Митрополит чувствовал себя, видимо, не совсем хорошо и все время поглядывал на Немерцалова. Разговор перешел на реформу церкви, и я сказал ему откровенно:
– Реформа необходима, и если Вы, владыка, хотите заслужить благодарность русских людей, то Вы должны приложить все усилия, чтобы очистить православную Церковь от вредных хлыстовских влияний и вмешательства врагов православия.
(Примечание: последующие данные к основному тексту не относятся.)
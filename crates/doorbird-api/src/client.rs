// Device session
//
// One `DoorbirdClient` per physical device. Owns the credentialed URL
// builder, the bounded request client, the event dispatch table, and at
// most one running event monitor. Command operations are independent of
// the monitor and can be called at any time.

use parking_lot::{Mutex, RwLock};
use tokio_util::sync::CancellationToken;
use tracing::{info, warn};

use crate::config::DeviceConfig;
use crate::error::Error;
use crate::events::EventHandlers;
use crate::label::device_label;
use crate::models::DeviceIdentity;
use crate::monitor::{self, MonitorConfig, MonitorHandle, MonitorState, MonitorStats};
use crate::request::{RequestClient, RequestOptions, classify, log_failure};
use crate::transport::TransportConfig;
use crate::urls::{INFO_PATH, LIGHT_ON_PATH, UrlBuilder};

/// Client for a single Doorbird device.
pub struct DoorbirdClient {
    config: DeviceConfig,
    urls: UrlBuilder,
    requests: RequestClient,
    identity: RwLock<Option<DeviceIdentity>>,
    handlers: EventHandlers,
    monitor: Mutex<Option<MonitorHandle>>,
    shutdown: CancellationToken,
}

impl DoorbirdClient {
    /// Build a client, constructing the HTTP transport from `config.tls`.
    pub fn new(config: DeviceConfig) -> Result<Self, Error> {
        let transport = TransportConfig {
            tls: config.tls.clone(),
            connect_timeout: config.timing.response_timeout,
        };
        let http = transport.build_client()?;
        Ok(Self::with_client(http, config))
    }

    /// Build a client around a pre-built `reqwest::Client`.
    ///
    /// The client must not carry an overall request timeout, or the event
    /// stream will be cut off by it.
    pub fn with_client(http: reqwest::Client, config: DeviceConfig) -> Self {
        let urls = UrlBuilder::new(&config.address, &config.credentials);
        Self {
            config,
            urls,
            requests: RequestClient::new(http),
            identity: RwLock::new(None),
            handlers: EventHandlers::new(),
            monitor: Mutex::new(None),
            shutdown: CancellationToken::new(),
        }
    }

    pub fn config(&self) -> &DeviceConfig {
        &self.config
    }

    pub fn urls(&self) -> &UrlBuilder {
        &self.urls
    }

    /// The event dispatch table. Register handlers here.
    pub fn handlers(&self) -> &EventHandlers {
        &self.handlers
    }

    /// Device identity from the last successful login.
    pub fn identity(&self) -> Option<DeviceIdentity> {
        self.identity.read().clone()
    }

    /// Label used in log lines.
    pub fn label(&self) -> String {
        let identity = self.identity.read();
        device_label(
            self.config.name.as_deref(),
            identity.as_ref().and_then(|i| i.device_type.as_deref()),
            &self.config.address,
        )
    }

    // ── Commands ─────────────────────────────────────────────────────

    /// Fetch the device identity without touching session state.
    ///
    /// `GET /bha-api/info.cgi`
    pub async fn identify(&self) -> Result<DeviceIdentity, Error> {
        let deadline = self.config.timing.response_timeout;
        let response = self
            .requests
            .execute(&self.urls.build_url(INFO_PATH), RequestOptions::get(), deadline)
            .await?;

        let body = tokio::time::timeout(deadline, response.bytes())
            .await
            .map_err(|_| Error::Timeout { timeout: deadline })?
            .map_err(|e| classify(&e, deadline))?;

        DeviceIdentity::from_info_json(&body)
    }

    /// Log in: fetch identity, store it, and start the event monitor.
    ///
    /// This is the only way the monitor starts. A previous monitor for
    /// this session is stopped first.
    pub async fn login(&self) -> bool {
        let identity = match self.identify().await {
            Ok(identity) => identity,
            Err(err) => {
                let device = self.label();
                if let Error::MalformedBody { message } = &err {
                    warn!(
                        device,
                        error = message.as_str(),
                        "Unable to parse the device information retrieved from the Doorbird."
                    );
                } else {
                    log_failure(&device, &err, false);
                }
                warn!(device, "Unable to retrieve device information from the Doorbird.");
                return false;
            }
        };

        info!(
            device = self.label(),
            mac = identity.mac.as_deref().unwrap_or("unknown"),
            firmware = identity.firmware.as_deref().unwrap_or("unknown"),
            relays = identity.relays.len(),
            "device information retrieved"
        );
        *self.identity.write() = Some(identity);

        self.start_monitor();
        true
    }

    /// Turn on the night-vision light.
    ///
    /// `GET /bha-api/light-on.cgi`
    pub async fn activate_auxiliary_feature(&self) -> bool {
        let device = self.label();
        let url = self.urls.build_url(LIGHT_ON_PATH);

        if self
            .requests
            .send(&device, &url, RequestOptions::get(), self.config.timing.response_timeout)
            .await
            .is_none()
        {
            warn!(device, "Unable to activate night vision on the Doorbird.");
            return false;
        }

        true
    }

    /// Energize one relay. `relay` is not checked against the identity's
    /// relay list; the device rejects unknown ids.
    ///
    /// `GET /bha-api/open-door.cgi?r={relay}`
    pub async fn trigger_actuator(&self, relay: &str) -> bool {
        let device = self.label();
        let url = self.urls.open_door_url(relay);

        if self
            .requests
            .send(&device, &url, RequestOptions::get(), self.config.timing.response_timeout)
            .await
            .is_none()
        {
            warn!(device, relay, "Unable to unlock relay {relay} on the Doorbird.");
            return false;
        }

        true
    }

    // ── Monitor ──────────────────────────────────────────────────────

    fn start_monitor(&self) {
        let mut slot = self.monitor.lock();
        if let Some(previous) = slot.take() {
            previous.shutdown();
        }

        let config = MonitorConfig {
            http: self.requests.http().clone(),
            url: self.urls.events_url(),
            device: self.label(),
            handlers: self.handlers.clone(),
            timing: self.config.timing,
            policy: self.config.connect_failure,
        };
        *slot = Some(monitor::spawn(config, self.shutdown.child_token()));
    }

    /// Current monitor state; `Idle` if it was never started.
    pub fn monitor_state(&self) -> MonitorState {
        self.monitor.lock().as_ref().map_or(MonitorState::Idle, MonitorHandle::state)
    }

    /// Counters of the current monitor, if one was started.
    pub fn monitor_stats(&self) -> Option<MonitorStats> {
        self.monitor.lock().as_ref().map(MonitorHandle::stats)
    }

    /// Watch channel for the current monitor's state, if one was started.
    pub fn subscribe_monitor(&self) -> Option<tokio::sync::watch::Receiver<MonitorState>> {
        self.monitor.lock().as_ref().map(MonitorHandle::subscribe)
    }

    /// Stop the monitor for good. Later logins start monitors that exit
    /// immediately.
    pub fn shutdown(&self) {
        self.shutdown.cancel();
    }
}

impl Drop for DoorbirdClient {
    fn drop(&mut self) {
        self.shutdown.cancel();
    }
}

impl std::fmt::Debug for DoorbirdClient {
    fn fmt(&self, f: &mut std::fmt::Formatter<'_>) -> std::fmt::Result {
        f.debug_struct("DoorbirdClient")
            .field("address", &self.config.address)
            .field("identity", &self.identity())
            .field("handlers", &self.handlers)
            .finish_non_exhaustive()
    }
}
Распутин и ему подобные должны быть низвергнуты, а Вам надлежит очистить свое имя от слухов, что Вы ставленник Распутина.
– Кто Вам это сказал? – спросил бледный Питирим и, как бы проверяя меня, осведомился, говорил ли я о Распутине Государю.
– Много раз… А что касается Вас, владыка, то Вы сами себя выдаете…
По выражению лица Питирима видно было, что он не поверил. На этом разговор оборвался, и мы простились.
Слова Питирима оправдались: Горемыкин был отставлен и заменен Штюрмером. Назначение это привело всех в негодование: те, которые его знали по прежней деятельности, не уважали его, а в широких кругах, в связи со слухами о сепаратном мире, его фамилия произвела неприятное впечатление: поняли, что это снова влияние Императрицы и Распутина и что сделано умышленно наперекор общественному мнению». (Родзянко М.В. Крушение империи и Государственная Дума и февральская 1917 года революция. М., 2002. С. 153–154.)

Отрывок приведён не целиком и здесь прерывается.